Pull every line with "const" from the material.

▶ [Material for the task]:
_ _ _ _ _
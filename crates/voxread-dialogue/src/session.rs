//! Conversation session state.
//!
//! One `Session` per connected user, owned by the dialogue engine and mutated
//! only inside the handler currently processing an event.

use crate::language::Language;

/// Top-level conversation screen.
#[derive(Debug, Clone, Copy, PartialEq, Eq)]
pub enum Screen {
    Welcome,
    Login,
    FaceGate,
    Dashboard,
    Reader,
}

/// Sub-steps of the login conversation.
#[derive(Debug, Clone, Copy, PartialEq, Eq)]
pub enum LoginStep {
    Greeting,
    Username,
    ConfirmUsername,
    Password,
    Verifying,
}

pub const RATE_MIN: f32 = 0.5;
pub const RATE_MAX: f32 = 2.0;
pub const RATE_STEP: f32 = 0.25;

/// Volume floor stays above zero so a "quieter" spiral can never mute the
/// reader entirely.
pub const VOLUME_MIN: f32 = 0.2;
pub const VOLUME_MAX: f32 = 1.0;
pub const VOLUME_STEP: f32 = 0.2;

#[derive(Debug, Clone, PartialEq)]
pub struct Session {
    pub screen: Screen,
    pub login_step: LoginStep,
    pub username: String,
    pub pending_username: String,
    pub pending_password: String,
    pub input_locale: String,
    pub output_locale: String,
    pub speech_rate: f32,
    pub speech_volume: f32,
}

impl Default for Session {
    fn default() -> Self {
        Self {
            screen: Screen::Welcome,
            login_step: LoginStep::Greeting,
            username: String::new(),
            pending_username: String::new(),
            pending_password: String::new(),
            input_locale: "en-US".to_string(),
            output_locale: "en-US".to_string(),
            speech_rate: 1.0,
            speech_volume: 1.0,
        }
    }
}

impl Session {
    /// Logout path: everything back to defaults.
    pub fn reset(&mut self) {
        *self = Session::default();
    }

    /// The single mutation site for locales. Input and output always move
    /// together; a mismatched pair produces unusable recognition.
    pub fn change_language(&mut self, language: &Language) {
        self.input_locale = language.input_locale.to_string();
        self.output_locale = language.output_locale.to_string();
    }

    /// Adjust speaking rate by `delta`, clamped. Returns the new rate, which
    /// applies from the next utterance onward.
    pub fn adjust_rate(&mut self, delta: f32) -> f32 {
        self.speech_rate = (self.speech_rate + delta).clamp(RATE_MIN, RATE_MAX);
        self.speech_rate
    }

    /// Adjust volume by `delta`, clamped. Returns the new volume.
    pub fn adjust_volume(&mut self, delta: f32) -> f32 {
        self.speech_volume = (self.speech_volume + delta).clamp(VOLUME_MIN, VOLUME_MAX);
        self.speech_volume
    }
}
_ _ _ _ _
▶ [Exercise response]:
pub const RATE_MIN: f32 = 0.5;
pub const RATE_MAX: f32 = 2.0;
pub const RATE_STEP: f32 = 0.25;
pub const VOLUME_MIN: f32 = 0.2;
pub const VOLUME_MAX: f32 = 1.0;
pub const VOLUME_STEP: f32 = 0.2;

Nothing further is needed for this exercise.